#![forbid(unsafe_code)]

use std::sync::atomic::{AtomicBool, AtomicU64, Ordering};
use std::sync::Arc;

use herald_kernel_contracts::payload::{ExtraValue, NotificationPayload};
use tracing::trace;

use crate::channel::{CommunicationError, PayloadChannel};
use crate::legacy;
use crate::parcel::{Parcel, WireConfig};

#[derive(Debug, Default)]
pub struct CallStats {
    flags: AtomicU64,
    set_flags: AtomicU64,
    extra: AtomicU64,
    fetch: AtomicU64,
}

impl CallStats {
    pub fn flags_calls(&self) -> u64 {
        self.flags.load(Ordering::Relaxed)
    }

    pub fn set_flags_calls(&self) -> u64 {
        self.set_flags.load(Ordering::Relaxed)
    }

    pub fn extra_calls(&self) -> u64 {
        self.extra.load(Ordering::Relaxed)
    }

    pub fn fetch_calls(&self) -> u64 {
        self.fetch.load(Ordering::Relaxed)
    }
}

#[derive(Debug)]
struct LinkState {
    alive: AtomicBool,
    stats: CallStats,
}

/// In-process stand-in for the connection between two processes.
///
/// All handles delivered over one link share its liveness and call counters.
/// Severing the link makes every call through it fail with
/// [`CommunicationError::PeerGone`].
#[derive(Debug, Clone)]
pub struct LoopbackLink {
    state: Arc<LinkState>,
}

impl LoopbackLink {
    pub fn new() -> Self {
        Self {
            state: Arc::new(LinkState {
                alive: AtomicBool::new(true),
                stats: CallStats::default(),
            }),
        }
    }

    pub fn sever(&self) {
        self.state.alive.store(false, Ordering::SeqCst);
    }

    pub fn is_alive(&self) -> bool {
        self.state.alive.load(Ordering::SeqCst)
    }

    pub fn stats(&self) -> &CallStats {
        &self.state.stats
    }
}

impl Default for LoopbackLink {
    fn default() -> Self {
        Self::new()
    }
}

/// Remote end of a payload handle delivered over a [`LoopbackLink`].
///
/// Whole transfers go through the payload wire encoding, so the caller gets
/// an independent copy with unbound extras, the same as a real peer would.
#[derive(Debug)]
pub struct LoopbackChannel {
    link: LoopbackLink,
    target: Arc<dyn PayloadChannel>,
    config: WireConfig,
}

impl LoopbackChannel {
    pub fn connect(
        link: &LoopbackLink,
        target: Arc<dyn PayloadChannel>,
        config: WireConfig,
    ) -> Self {
        Self {
            link: link.clone(),
            target,
            config,
        }
    }

    fn check_alive(&self) -> Result<(), CommunicationError> {
        if self.link.is_alive() {
            Ok(())
        } else {
            Err(CommunicationError::PeerGone)
        }
    }
}

impl PayloadChannel for LoopbackChannel {
    fn flags(&self) -> Result<i32, CommunicationError> {
        self.link.state.stats.flags.fetch_add(1, Ordering::Relaxed);
        self.check_alive()?;
        trace!("loopback flags call");
        self.target.flags()
    }

    fn set_flags(&self, flags: i32) -> Result<(), CommunicationError> {
        self.link.state.stats.set_flags.fetch_add(1, Ordering::Relaxed);
        self.check_alive()?;
        trace!(flags, "loopback set_flags call");
        self.target.set_flags(flags)
    }

    fn extra(&self, key: &str) -> Result<Option<ExtraValue>, CommunicationError> {
        self.link.state.stats.extra.fetch_add(1, Ordering::Relaxed);
        self.check_alive()?;
        trace!(key, "loopback extra call");
        self.target.extra(key)
    }

    fn fetch(&self) -> Result<NotificationPayload, CommunicationError> {
        self.link.state.stats.fetch.fetch_add(1, Ordering::Relaxed);
        self.check_alive()?;
        let payload = self.target.fetch()?;

        let mut parcel = Parcel::new(self.config);
        legacy::write_payload(&mut parcel, &payload).map_err(|err| {
            CommunicationError::ChannelBroken {
                reason: err.to_string(),
            }
        })?;
        trace!(bytes = parcel.len(), "loopback whole-payload transfer");
        legacy::read_payload(&mut parcel).map_err(|err| CommunicationError::ChannelBroken {
            reason: err.to_string(),
        })
    }
}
........
## PROBLEM DESCRIPTION
Match on "target": copy every line in the records that has it.

## RESPONSE TO THIS EXERCISE
    target: Arc<dyn PayloadChannel>,
        target: Arc<dyn PayloadChannel>,
            target,
        self.target.flags()
        self.target.set_flags(flags)
        self.target.extra(key)
        let payload = self.target.fetch()?;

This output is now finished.